Ignoring family members who drop by, or those who live in, is somewhat easier said than done, and can have certain ramifications. This is one reason why I like to write by hand, in notebooks, out and about, in parks, by the pool, on the train. That's where a lot of the fresh stuff gets its first airing. Away from the screen, from the delete and back buttons. I'm not in a room alone, but I'm still alone. No distractions. 

But it's finding a space for the next stage that has been trickier this time round. The Old School made its transition from pen to pixel in a study space provided by my university, UTS, where I was enrolled in a research degree. Hours would fly past. No phone. No doors. Lots of wall space to blu-tack up images. The day would turn into night and I wouldn't even notice. 

I'm discovering, with Book 2, what writers always say, that every book is different. This time around I'm working from home. Not an office but a corner of a room. And sometimes I have to share it.



This time around is different. I find I'm wanting wall space to write on. I'm close to the end of the first draft and I have a burning need to have a space to "see" it laid out - plots and people - but even more importantly emotional touchstones. 

This book has required me to step a bit out of my comfort zone. To explore, in some detail,  psychological spaces I haven't (thankfully) been. I've felt the need to create a space where I can have certain truths about the wounds my characters carry, and the way those wounds effect them, "in my face" as I write and as I edit the first draft.

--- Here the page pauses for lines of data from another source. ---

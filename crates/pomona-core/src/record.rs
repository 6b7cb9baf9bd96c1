//! Mapping of extracted catalog items onto store records.

use std::sync::Arc;

use chrono::{DateTime, NaiveDate, Utc};

use crate::detect::TagPolicy;
use crate::models::{CatalogContext, CatalogItem, EnrichmentSet, Frequency, StoredRecord};

/// Date format of the `last_update` field.
const LAST_UPDATE_FORMAT: &str = "%d-%m-%Y";

/// Builds finalized records from catalog items.
///
/// Uses the same [`TagPolicy`] and enrichment set as the change detector, so
/// a record written here compares as unchanged on the next run.
#[derive(Debug, Clone)]
pub struct RecordMapper {
    policy: TagPolicy,
    enrichment: Arc<EnrichmentSet>,
    extras_namespace: String,
    license: Option<String>,
}

impl RecordMapper {
    pub fn new(policy: TagPolicy, enrichment: Arc<EnrichmentSet>) -> Self {
        Self {
            policy,
            enrichment,
            extras_namespace: "ine".to_string(),
            license: Some("cc-by".to_string()),
        }
    }

    pub fn with_extras_namespace(mut self, namespace: impl Into<String>) -> Self {
        self.extras_namespace = namespace.into();
        self
    }

    pub fn with_license(mut self, license: Option<String>) -> Self {
        self.license = license;
        self
    }

    /// Overwrites the harvested fields of `record` with values from `item`.
    ///
    /// Store-owned fields (`id`, `source`) are kept. `last_modified` is only
    /// replaced when the item carries a parseable update date.
    pub fn finalize(&self, mut record: StoredRecord, item: &CatalogItem, context: &CatalogContext) -> StoredRecord {
        record.remote_id = item.remote_id.clone();
        record.title = item.title.trim().to_string();
        record.description = item.description.trim().to_string();
        record.tags = self
            .policy
            .effective_tags(item, &self.enrichment)
            .into_iter()
            .collect();
        record.resources = item.resources.clone();
        record.frequency = Frequency::from_periodicity(item.fields.periodicity.as_deref());
        record.license = self.license.clone();

        if let Some(modified) = item.fields.last_update.as_deref().and_then(parse_last_update) {
            record.last_modified = Some(modified);
        }

        let fields = &item.fields;
        let extras = [
            ("language", context.language.as_deref()),
            ("extraction_date", context.extraction_date.as_deref()),
            ("varcd", fields.varcd.as_deref()),
            ("last_period_available", fields.last_period_available.as_deref()),
            ("update_type", fields.update_type.as_deref()),
            ("source", fields.source.as_deref()),
            ("geo_lastlevel", fields.geo_lastlevel.as_deref()),
            ("last_update", fields.last_update.as_deref()),
        ];
        for (key, value) in extras {
            let key = format!("{}:{}", self.extras_namespace, key);
            match value.map(str::trim).filter(|v| !v.is_empty()) {
                Some(value) => {
                    record.extras.insert(key, value.to_string());
                }
                None => {
                    record.extras.remove(&key);
                }
            }
        }

        record
    }
}

/// Parses a `dd-mm-YYYY` date as midnight UTC.
pub fn parse_last_update(value: &str) -> Option<DateTime<Utc>> {
    NaiveDate::parse_from_str(value.trim(), LAST_UPDATE_FORMAT)
        .ok()
        .and_then(|d| d.and_hms_opt(0, 0, 0))
        .map(|dt| dt.and_utc())
}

I need to be able to look up and weigh the truth of what I've written against the truth of what I have discovered. Such things don't really belong on the walls of rooms that non-writers, visitors and family members share.

So, I've found a cave.  


All it needed was to have some storage things crammed into other storage places and then I could cram in me.

It's a small rom. With a small window. And lots and lots of wall space.


This was taken a few weeks ago. The walls have more posters blu tacked up now. Notes to self scrawled. The white board has been wiped and new notes added, subtracted, altered.


There's even a bit of a view out the door for when I want to keep it open.